**REQUIRED ACTION:** Your answer is a number only: how many lines in the data below contain "TryRecvError"?

• • • • •

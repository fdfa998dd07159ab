//! Client-side gameplay pipelines: the outgoing input serialiser and the
//! incoming packet demultiplexer.
//!
//! The outgoing worker blocks on the local keypress queue and writes wire
//! strings to the transport in input order. The incoming worker polls the
//! transport receive queue, classifies each line by its 4-byte code,
//! routes recognised packets to the replica telemetry, and shuts the
//! pipeline down after forwarding STOP. No reordering anywhere.

use log::{error, info, warn};
use shared::protocol::{self, Input};
use std::sync::Arc;
use tokio::sync::mpsc::{self, error::TryRecvError};
use tokio::sync::watch;
use tokio::task::JoinHandle;
use tokio::time::{sleep, Duration};

pub struct ClientGameplayHandler {
    shutdown: Arc<watch::Sender<bool>>,
    outgoing: JoinHandle<()>,
    incoming: JoinHandle<()>,
}

impl ClientGameplayHandler {
    pub fn spawn(
        mut keypresses: mpsc::UnboundedReceiver<Input>,
        transport_out: mpsc::UnboundedSender<String>,
        mut transport_in: mpsc::UnboundedReceiver<String>,
        telemetry_in: mpsc::UnboundedSender<String>,
    ) -> Self {
        let (shutdown_tx, shutdown_rx) = watch::channel(false);
        let shutdown = Arc::new(shutdown_tx);

        // Outgoing: one locally queued input at a time, FIFO.
        let outgoing = {
            let mut shutdown_rx = shutdown_rx.clone();
            tokio::spawn(async move {
                loop {
                    tokio::select! {
                        maybe = keypresses.recv() => match maybe {
                            Some(input) => {
                                if transport_out.send(input.to_wire()).is_err() {
                                    error!("transport send queue closed");
                                    break;
                                }
                            }
                            None => break,
                        },
                        changed = shutdown_rx.changed() => {
                            if changed.is_err() || *shutdown_rx.borrow() {
                                while let Ok(input) = keypresses.try_recv() {
                                    let _ = transport_out.send(input.to_wire());
                                }
                                break;
                            }
                        }
                    }
                }
            })
        };

        // Incoming: poll, classify by code, forward. STOP is forwarded and
        // then ends both workers.
        let incoming = {
            let shutdown_rx = shutdown_rx;
            let shutdown = Arc::clone(&shutdown);
            tokio::spawn(async move {
                loop {
                    if *shutdown_rx.borrow() {
                        break;
                    }
                    match transport_in.try_recv() {
                        Ok(raw) => match raw.get(..protocol::CODE_LEN) {
                            Some(code) if protocol::KNOWN_CODES.contains(&code) => {
                                let is_stop = code == protocol::STOP_CODE;
                                if telemetry_in.send(raw).is_err() {
                                    break;
                                }
                                if is_stop {
                                    info!("received STOP, shutting the pipeline down");
                                    let _ = shutdown.send(true);
                                    break;
                                }
                            }
                            _ => warn!("discarding packet with unrecognised code: {raw:?}"),
                        },
                        Err(TryRecvError::Empty) => sleep(Duration::from_millis(1)).await,
                        Err(TryRecvError::Disconnected) => break,
                    }
                }
            })
        };

        Self {
            shutdown,
            outgoing,
            incoming,
        }
    }

    /// Signals both workers to exit after flushing.
    pub fn close(&self) {
        let _ = self.shutdown.send(true);
    }

    pub async fn join(self) {
        let _ = self.outgoing.await;
        let _ = self.incoming.await;
    }
}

• • • • •

**EXPECTED ANSWER:** 3